(Collected data)
━━━━
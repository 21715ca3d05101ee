//! Oracle price feed.
//!
//! A [`PriceSource`] supplies raw prices; the [`OracleFeed`] keeps the
//! latest accepted observation and only accepts observations whose
//! timestamps strictly increase. The node polls the source on a fixed
//! interval; observations never drive contract transitions by themselves.

use std::sync::Mutex;

use chrono::{DateTime, Utc};
use rand::rngs::StdRng;
use rand::{Rng, SeedableRng};
use serde::{Deserialize, Serialize};
use tokio::sync::watch;

use crate::error::{Error, Result};
use crate::params::Price;

/// Supplies the current price of the underlying asset.
pub trait PriceSource: Send + Sync {
    fn current_price(&self) -> Result<Price>;
}

#[derive(Debug, Clone, Copy, PartialEq, Eq, Serialize, Deserialize)]
pub struct PriceObservation {
    pub price: Price,
    pub observed_at: DateTime<Utc>,
}

/// Latest oracle observation, shared with any number of watchers.
pub struct OracleFeed {
    tx: watch::Sender<Option<PriceObservation>>,
}

impl Default for OracleFeed {
    fn default() -> Self {
        Self::new()
    }
}

impl OracleFeed {
    pub fn new() -> Self {
        let (tx, _rx) = watch::channel(None);
        Self { tx }
    }

    /// Accept `observation` if it is newer than the current one.
    pub fn record(&self, observation: PriceObservation) -> bool {
        self.tx.send_if_modified(|current| match current {
            Some(prev) if observation.observed_at <= prev.observed_at => false,
            _ => {
                *current = Some(observation);
                true
            }
        })
    }

    pub fn latest(&self) -> Option<PriceObservation> {
        *self.tx.borrow()
    }

    pub fn subscribe(&self) -> watch::Receiver<Option<PriceObservation>> {
        self.tx.subscribe()
    }

    /// Read `source` once and record the result at `now`. Returns the
    /// observation if the feed accepted it.
    pub fn poll(
        &self,
        source: &dyn PriceSource,
        now: DateTime<Utc>,
    ) -> Result<Option<PriceObservation>> {
        let price = source.current_price()?;
        let observation = PriceObservation {
            price,
            observed_at: now,
        };
        Ok(self.record(observation).then_some(observation))
    }
}

/// Simulated feed: each read moves the price by a uniform step of at most
/// `max_step` in either direction.
pub struct RandomWalkSource {
    state: Mutex<(Price, StdRng)>,
    max_step: u64,
}

impl RandomWalkSource {
    /// Steps of up to $100, matching a 200-dollar swing per tick.
    pub const DEFAULT_MAX_STEP: u64 = 10_000;

    pub fn new(start: Price) -> Self {
        Self::with_rng(start, Self::DEFAULT_MAX_STEP, StdRng::from_entropy())
    }

    pub fn seeded(start: Price, max_step: u64, seed: u64) -> Self {
        Self::with_rng(start, max_step, StdRng::seed_from_u64(seed))
    }

    fn with_rng(start: Price, max_step: u64, rng: StdRng) -> Self {
        Self {
            state: Mutex::new((start, rng)),
            max_step,
        }
    }
}

impl PriceSource for RandomWalkSource {
    fn current_price(&self) -> Result<Price> {
        let mut state = self
            .state
            .lock()
            .map_err(|_| Error::PriceFeed("random walk state poisoned".into()))?;
        let (price, rng) = &mut *state;
        let step = self.max_step as i64;
        let delta = rng.gen_range(-step..=step);
        *price = price.offset(delta);
        Ok(*price)
    }
}
use diesel::prelude::*;
use diesel::sqlite::SqliteConnection;
use diesel_migrations::{EmbeddedMigrations, MigrationHarness, embed_migrations};

use dlc_sdk::{Contract, ContractId, ContractStatus, ParticipantId};

use crate::conversions::{new_contract_row, status_to_i32};
use crate::error::StoreError;
use crate::models::ContractRow;
use crate::schema::contracts;

pub const MIGRATIONS: EmbeddedMigrations = embed_migrations!("migrations");

/// SQL expression for SQLite's `datetime('now')`.
const DATETIME_NOW: &str = "datetime('now')";

// --- Public types ---

#[derive(Debug, Clone, Default)]
pub struct ContractFilter {
    pub status: Option<ContractStatus>,
    /// Contracts where this participant is on either side.
    pub participant: Option<ParticipantId>,
    pub limit: Option<i64>,
}

/// SQLite-backed contract store.
///
/// All methods take `&mut self` because Diesel's `SqliteConnection` requires
/// `&mut` for all operations, including reads.
pub struct DlcStore {
    conn: SqliteConnection,
}

impl DlcStore {
    /// Open (or create) a store at the given file path. Runs migrations automatically.
    pub fn open(path: &str) -> crate::Result<Self> {
        Self::establish(path)
    }

    /// Open an in-memory store for tests.
    pub fn open_in_memory() -> crate::Result<Self> {
        Self::establish(":memory:")
    }

    fn establish(url: &str) -> crate::Result<Self> {
        let mut conn = SqliteConnection::establish(url)?;
        conn.run_pending_migrations(MIGRATIONS)
            .map_err(|e| StoreError::Migration(e.to_string()))?;
        Ok(DlcStore { conn })
    }

    // ==================== Writes ====================

    /// Insert a new contract or replace the stored copy of an existing one.
    /// New contracts are appended after every stored contract; updates keep
    /// their original position.
    pub fn save_contract(&mut self, contract: &Contract) -> crate::Result<()> {
        let id_bytes = contract.id.as_bytes().to_vec();
        self.conn.transaction(|conn| {
            let existing: Option<i64> = contracts::table
                .filter(contracts::contract_id.eq(&id_bytes))
                .select(contracts::sequence)
                .first(conn)
                .optional()?;

            match existing {
                Some(sequence) => {
                    let row = new_contract_row(contract, sequence)?;
                    diesel::update(contracts::table.filter(contracts::contract_id.eq(&id_bytes)))
                        .set((
                            contracts::status.eq(row.status),
                            contracts::tx_status.eq(row.tx_status),
                            contracts::body.eq(row.body),
                            contracts::updated_at
                                .eq(diesel::dsl::sql::<diesel::sql_types::Text>(DATETIME_NOW)),
                        ))
                        .execute(conn)?;
                }
                None => {
                    let last: Option<i64> = contracts::table
                        .select(diesel::dsl::max(contracts::sequence))
                        .first(conn)?;
                    let row = new_contract_row(contract, last.map_or(0, |s| s + 1))?;
                    diesel::insert_into(contracts::table)
                        .values(&row)
                        .execute(conn)?;
                }
            }
            Ok::<_, StoreError>(())
        })
    }

    /// Returns `true` if a row was deleted.
    pub fn delete_contract(&mut self, id: &ContractId) -> crate::Result<bool> {
        let n = diesel::delete(
            contracts::table.filter(contracts::contract_id.eq(id.as_bytes().to_vec())),
        )
        .execute(&mut self.conn)?;
        Ok(n > 0)
    }

    // ==================== Queries ====================

    pub fn get_contract(&mut self, id: &ContractId) -> crate::Result<Option<Contract>> {
        let row: Option<ContractRow> = contracts::table
            .filter(contracts::contract_id.eq(id.as_bytes().to_vec()))
            .select(ContractRow::as_select())
            .first(&mut self.conn)
            .optional()?;

        row.as_ref().map(Contract::try_from).transpose()
    }

    /// Stored contracts in creation order.
    pub fn list_contracts(&mut self, filter: &ContractFilter) -> crate::Result<Vec<Contract>> {
        let mut query = contracts::table
            .select(ContractRow::as_select())
            .order(contracts::sequence.asc())
            .into_boxed();

        if let Some(status) = filter.status {
            query = query.filter(contracts::status.eq(status_to_i32(status)));
        }
        if let Some(ref participant) = filter.participant {
            let pid = participant.as_str().to_string();
            query = query.filter(
                contracts::participant1_id
                    .eq(pid.clone())
                    .or(contracts::participant2_id.eq(pid)),
            );
        }
        if let Some(lim) = filter.limit {
            query = query.limit(lim);
        }

        let rows: Vec<ContractRow> = query.load(&mut self.conn)?;
        rows.iter().map(Contract::try_from).collect()
    }

    pub fn contract_count(&mut self) -> crate::Result<i64> {
        Ok(contracts::table.count().get_result(&mut self.conn)?)
    }
}

// ==================== ContractPersistence trait impl ====================

impl dlc_sdk::ContractPersistence for DlcStore {
    fn save_contract(&mut self, contract: &Contract) -> Result<(), String> {
        DlcStore::save_contract(self, contract).map_err(|e| format!("{e}"))
    }

    fn remove_contract(&mut self, id: &ContractId) -> Result<(), String> {
        self.delete_contract(id)
            .map(|removed| {
                if !removed {
                    log::debug!("contract {id}: nothing to remove");
                }
            })
            .map_err(|e| format!("{e}"))
    }

    fn load_contracts(&mut self) -> Result<Vec<Contract>, String> {
        self.list_contracts(&ContractFilter::default())
            .map_err(|e| format!("{e}"))
    }
}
━━━━
* **TASK OBJECTIVE**
Tell how many lines of the data include the word "last", without any other words.

* **RESPONSE BELOW**
2